“A Rock … — the More Mass, the Faster It Falls”

Professor Mark Liberman (Language Log), takes note of this Friday Washington Post article:

Chang-Yu Wu, an aerosol researcher and coauthor explained that temperature and local humidity play crucial roles in the particle size and can affect its lifespan in the atmosphere. The particles will float longer in air if they are exposed to water in cooler regions. In colder areas, people tend to take shelter in the interior and then expose themselves to any recirculated virus-laden air.
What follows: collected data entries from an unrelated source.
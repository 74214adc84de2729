use std::env;
use std::fmt;
use std::str::FromStr;
use std::time::Duration;

use jsonwebtoken::Algorithm;
use thiserror::Error;

#[derive(Debug, Error)]
pub enum ConfigError {
    #[error("missing environment variable {0}")]
    Missing(&'static str),
    #[error("invalid value {value:?} for {var}: {reason}")]
    Invalid {
        var: &'static str,
        value: String,
        reason: String,
    },
}

/// 存储后端
#[derive(Debug, Clone, Copy, PartialEq, Eq)]
pub enum StorageBackend {
    Postgres,
    Memory,
}

impl FromStr for StorageBackend {
    type Err = String;

    fn from_str(s: &str) -> Result<Self, Self::Err> {
        match s.trim().to_ascii_lowercase().as_str() {
            "postgres" | "postgresql" => Ok(StorageBackend::Postgres),
            "memory" => Ok(StorageBackend::Memory),
            other => Err(format!("unknown storage backend {}", other)),
        }
    }
}

/// 限流规则，形如 "10 per hour" 或 "10/hour"
#[derive(Debug, Clone, Copy, PartialEq, Eq)]
pub struct RateLimitRule {
    pub limit: u64,
    pub window: Duration,
}

impl RateLimitRule {
    pub fn new(limit: u64, window: Duration) -> Self {
        Self { limit, window }
    }

    /// 逗号或分号分隔的多条规则
    pub fn parse_list(s: &str) -> Result<Vec<Self>, String> {
        s.split([',', ';'])
            .map(str::trim)
            .filter(|part| !part.is_empty())
            .map(str::parse)
            .collect()
    }
}

impl FromStr for RateLimitRule {
    type Err = String;

    fn from_str(s: &str) -> Result<Self, Self::Err> {
        let s = s.trim().to_ascii_lowercase();
        let (count, unit) = s
            .split_once(" per ")
            .or_else(|| s.split_once('/'))
            .ok_or_else(|| format!("expected \"N per unit\", got {:?}", s))?;

        let limit = count
            .trim()
            .parse::<u64>()
            .map_err(|e| format!("invalid limit {:?}: {}", count, e))?;
        if limit == 0 {
            return Err("limit must be positive".to_string());
        }

        // 支持 "2 hours" 这样的写法
        let unit = unit.trim();
        let (multiplier, unit) = match unit.split_once(' ') {
            Some((n, u)) => (
                n.parse::<u64>()
                    .map_err(|e| format!("invalid window {:?}: {}", unit, e))?,
                u.trim(),
            ),
            None => (1, unit),
        };
        let seconds = match unit.trim_end_matches('s') {
            "second" | "sec" => 1,
            "minute" | "min" => 60,
            "hour" => 3600,
            "day" => 86400,
            other => return Err(format!("unknown time unit {:?}", other)),
        };

        Ok(Self::new(limit, Duration::from_secs(seconds * multiplier)))
    }
}

impl fmt::Display for RateLimitRule {
    fn fmt(&self, f: &mut fmt::Formatter<'_>) -> fmt::Result {
        let secs = self.window.as_secs();
        let (n, unit) = if secs % 86400 == 0 {
            (secs / 86400, "day")
        } else if secs % 3600 == 0 {
            (secs / 3600, "hour")
        } else if secs % 60 == 0 {
            (secs / 60, "minute")
        } else {
            (secs, "second")
        };
        write!(f, "{} per {} {}", self.limit, n, unit)
    }
}

#[derive(Debug, Clone)]
pub struct Config {
    pub storage_backend: StorageBackend,
    pub database_url: String,
    pub redis_url: String,
    pub server_host: String,
    pub server_port: u16,
    pub debug: bool,
    pub jwt_secret: String,
    pub jwt_algorithm: Algorithm,
    pub access_token_expire_minutes: i64,
    pub refresh_token_expire_minutes: i64,
    pub cache_prefix: String,
    pub cache_default_expire_secs: u64,
    pub rate_limit_default: Vec<RateLimitRule>,
    pub rate_limit_recipes: Vec<RateLimitRule>,
    pub bcrypt_cost: u32,
}

impl Default for Config {
    fn default() -> Self {
        Self {
            storage_backend: StorageBackend::Memory,
            database_url: String::new(),
            redis_url: "redis://127.0.0.1:6379/0".to_string(),
            server_host: "127.0.0.1".to_string(),
            server_port: 9000,
            debug: true,
            jwt_secret: "local-development-secret".to_string(),
            jwt_algorithm: Algorithm::HS256,
            access_token_expire_minutes: 60,
            refresh_token_expire_minutes: 1440,
            cache_prefix: "cache:".to_string(),
            cache_default_expire_secs: 3600,
            rate_limit_default: vec![
                RateLimitRule::new(200, Duration::from_secs(86400)),
                RateLimitRule::new(50, Duration::from_secs(3600)),
            ],
            rate_limit_recipes: vec![RateLimitRule::new(10, Duration::from_secs(3600))],
            bcrypt_cost: bcrypt::DEFAULT_COST,
        }
    }
}

fn optional<T>(var: &'static str, default: T) -> Result<T, ConfigError>
where
    T: FromStr,
    T::Err: fmt::Display,
{
    match env::var(var) {
        Ok(value) => value.trim().parse().map_err(|e: T::Err| ConfigError::Invalid {
            var,
            reason: e.to_string(),
            value,
        }),
        Err(_) => Ok(default),
    }
}

fn required(var: &'static str) -> Result<String, ConfigError> {
    env::var(var).map_err(|_| ConfigError::Missing(var))
}

fn rules(var: &'static str, default: Vec<RateLimitRule>) -> Result<Vec<RateLimitRule>, ConfigError> {
    match env::var(var) {
        Ok(value) => RateLimitRule::parse_list(&value).map_err(|reason| ConfigError::Invalid {
            var,
            value,
            reason,
        }),
        Err(_) => Ok(default),
    }
}

impl Config {
    pub fn from_env() -> Result<Self, ConfigError> {
        dotenv::dotenv().ok();
        let defaults = Config::default();

        let storage_backend = optional("STORAGE_BACKEND", StorageBackend::Postgres)?;
        let database_url = match storage_backend {
            StorageBackend::Postgres => required("DATABASE_URL")?,
            StorageBackend::Memory => env::var("DATABASE_URL").unwrap_or_default(),
        };
        let debug = optional("APP_DEBUG", false)?;
        // 生产环境必须显式配置 Redis
        let redis_url = if debug {
            env::var("REDIS_URL").unwrap_or(defaults.redis_url)
        } else {
            required("REDIS_URL")?
        };

        let jwt_algorithm = optional("JWT_ALGORITHM", Algorithm::HS256)?;
        if !matches!(
            jwt_algorithm,
            Algorithm::HS256 | Algorithm::HS384 | Algorithm::HS512
        ) {
            return Err(ConfigError::Invalid {
                var: "JWT_ALGORITHM",
                value: format!("{:?}", jwt_algorithm),
                reason: "only symmetric HS* algorithms are supported".to_string(),
            });
        }

        Ok(Config {
            storage_backend,
            database_url,
            redis_url,
            server_host: optional("SERVER_HOST", defaults.server_host)?,
            server_port: optional("SERVER_PORT", defaults.server_port)?,
            debug,
            jwt_secret: required("JWT_SECRET")?,
            jwt_algorithm,
            access_token_expire_minutes: optional(
                "ACCESS_TOKEN_EXPIRE_MINUTES",
                defaults.access_token_expire_minutes,
            )?,
            refresh_token_expire_minutes: optional(
                "REFRESH_TOKEN_EXPIRE_MINUTES",
                defaults.refresh_token_expire_minutes,
            )?,
            cache_prefix: optional("CACHE_PREFIX", defaults.cache_prefix)?,
            cache_default_expire_secs: optional(
                "CACHE_DEFAULT_EXPIRE",
                defaults.cache_default_expire_secs,
            )?,
            rate_limit_default: rules("RATE_LIMIT_DEFAULT", defaults.rate_limit_default)?,
            rate_limit_recipes: rules("RATE_LIMIT_RECIPES", defaults.rate_limit_recipes)?,
            bcrypt_cost: optional("BCRYPT_COST", defaults.bcrypt_cost)?,
        })
    }

    pub fn cache_default_expire(&self) -> Duration {
        Duration::from_secs(self.cache_default_expire_secs)
    }

    /// 调试模式下关闭缓存
    pub fn cache_enabled(&self) -> bool {
        !self.debug
    }

    pub fn rate_limit_enabled(&self) -> bool {
        !self.debug
    }
}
In humid and hotter areas, there is more water. The condensed water can make the virus particles larger, making them less likely to fall to the ground. Wu compares the particles to a rock in this case — the more mass, the faster it falls.

Liberman points out that Wu paper is not like WaPo’s “the more mass the faster it falls” explanation. (Officially, the characteristics of an object can impact the speed at which it falls, such as air resistance and aerosol behavior. But these effects are usually quite minor for “a stone,” as Pisa’s friend demonstrated. Liberman says:

As often in the interpretation of reported interviews in news articles, the WaPo article leaves us with a problem in abductive reasoning. Was the interviewee actually able to say this? Or did they misunderstand, forget, invent, or misremember it by the editor?